Consigning for Christie’s contemporary art evening sale last night was, by all accounts, brutally difficult and it showed in the total: £46.8m (£56.2m with fees)—down around 30% on last year and the auction house’s lowest result for this season in a decade. The pre-sale estimate was £43.4m-£62.3m.
A dearth of big-ticket lots—none breached the £5m mark—contributed to the drop; last year Christie’s bottom line was boosted by a David Hockney double portrait, which sold for for £33m (£37.7m with fees). It was also a Hockney that swelled Sotheby’s coffers by £21m (£23.2m with premium) on Tuesday night, albeit on a single bid, possibly to the guarantor.
Acknowledging “it was not our season for masterpieces”, Cristian Albu, Christie’s co-head of contemporary art, said after the sale that three years’ of Brexit had put a strain on business, as had the added uncertainty of a general election, which landed in the middle of the winter consignment period.
Perhaps out of necessity, Christie’s “tried to make the sale more diverse”, Albu said, and generally the room responded well, with only 11 lots selling on a single bid. There was some pizazz around the first three lots, which foregrounded young female painters from the US. Jordan Casteel’s tender portrait of her mother from 2013, acquired by the consignor from the artist in 2014 and just off view from Denver Art Museum, attracted multiple bids, doubling its high estimate to sell to a phone bidder for £420,000 (£515,000)—a record for the artist.
Asian underbidders, meanwhile, drove up the prices for Dana Schutz and Tschabalala Self, in second and third place, respectively. Schutz’s cacophonous painting, Kissing the Dump (2004), just nudged its high estimate, selling to Alice de Roquemaurel, Christie’s head of private sales in Europe, for £570,000 (£695,250 with fees). Self’s, Spare Moment, executed in 2015, the year before she was propelled onto the global stage, had six phone bidders, but Katherine Arnold, Christie’s co-head of contemporary art in Europe, won out at £170,000 (£212,500), double the low estimate.

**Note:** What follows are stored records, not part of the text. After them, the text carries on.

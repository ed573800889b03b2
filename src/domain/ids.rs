// ============================================================================
// Identifiers
// Opaque string identifiers compared by value
// ============================================================================

use serde::{Deserialize, Serialize};
use std::fmt;
use uuid::Uuid;

macro_rules! string_id {
    ($(#[$meta:meta])* $name:ident) => {
        $(#[$meta])*
        #[derive(Debug, Clone, PartialEq, Eq, PartialOrd, Ord, Hash)]
        #[derive(Serialize, Deserialize)]
        #[serde(transparent)]
        pub struct $name(String);

        impl $name {
            pub fn new(id: impl Into<String>) -> Self {
                Self(id.into())
            }

            pub fn as_str(&self) -> &str {
                &self.0
            }
        }

        impl fmt::Display for $name {
            fn fmt(&self, f: &mut fmt::Formatter<'_>) -> fmt::Result {
                f.write_str(&self.0)
            }
        }

        impl From<&str> for $name {
            fn from(id: &str) -> Self {
                Self(id.to_string())
            }
        }

        impl From<String> for $name {
            fn from(id: String) -> Self {
                Self(id)
            }
        }
    };
}

string_id!(
    /// Order identifier, assigned by the caller (or generated) before admission
    OrderId
);
string_id!(
    /// Trader that owns an order
    TraderId
);
string_id!(
    /// Trade identifier, generated by the matching engine
    TradeId
);
string_id!(
    /// Currency pair symbol, e.g. `BTCUSD`
    CurrencyPair
);

impl OrderId {
    /// Fresh random order id
    pub fn generate() -> Self {
        Self(Uuid::new_v4().to_string())
    }
}

impl TradeId {
    /// Fresh random trade id
    pub fn generate() -> Self {
        Self(Uuid::new_v4().to_string())
    }
}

Notably, Schutz and Self, as well as Cecily Brown whose Girl Trouble (1999) sold to a client in Taipei for £1.3m (£1.5m with fees), are currently on show in the Whitechapel Gallery’s Radical Figures exhibition, which Christie’s has sponsored. Albu said the decision to support the museum show came out of discussions with dealers who encouraged the auction house to contribute.
Albu added: “We are in constant conversation with all the galleries, foundations and museums and wanted to bring an awareness [of these artists] to the market alongside the museum [show].” The Whitechapel exhibition is likely to have helped prices, fuelling the debate around how much market forces are influencing museum programming.
Morgan Long, a senior director of The Fine Art Group, suggested consignors of these lots are likely to have been swayed by the promise of an early slot in the running order. “Christie’s was a little bit creative in those first few lots and gave space to artists who would normally be consigned to a New York day sale,” she said.
To a large extent, Christie’s was banking on Andy Warhol, with no less than 13 works by the US pop artist on the block. Despite Warhol’s market being “a little bit soft overall”, as Long put it, his works totalled £13.8m, accounting for nearly a quarter of the sale.
Ten paintings were from Warhol’s Athletes series, commissioned directly in 1977 by the late collector Richard L. Weisman. Lévy Gorvy gallery was the determined underbidder on the portrait of the champion boxer Muhammad Ali, which eventually went on the phone to a US bidder for £4.2m or £4.97m with fees—the top lot of the night.
Sportsmen fared better than sportswomen, even those with chequered histories. The portrait of the former American footballer O.J. Simpson went for £320,000 (£395,250; est £200,000-£300,000) to a US bidder seemingly undeterred, if not spurred on, by Simpson’s notoriety.
Lock Kresler for Lévy Gorvy, meanwhile, was the winner of Warhol’s Flowers (1964) at £1.75m (£2.1m with fees). “Coming out of the UniCredit bank collection, it was in great condition with a very low estimate at a million pounds,” Long said, noting that she had recommended the work to a client as a good buy. “It’s a classic example. Warhol Flowers is money in the bank.”
Warhol’s Knives (1982), which racked up £2.3m (£2.8m with fees) against a £2.5m-£3.5m estimate, was one of eight lots to be guaranteed by a third party. A ninth work, by Wade Guyton, was guaranteed by Christie's, but sold £100,000 below estimate. Meanwhile, one work was withdrawn prior to the sale—a Christopher Wool painting estimated at £3m-£5m—and just one lot, a niche On Kawara date painting, failed to sell.
Christie’s, along with the rest of the London market, will no doubt be hoping for confidence to return in time for the June sales. Long is cautiously optimistic: “People will be much happier to revisit London consignments this summer, just because we know what the playing field is now—to some extent at least,” she said.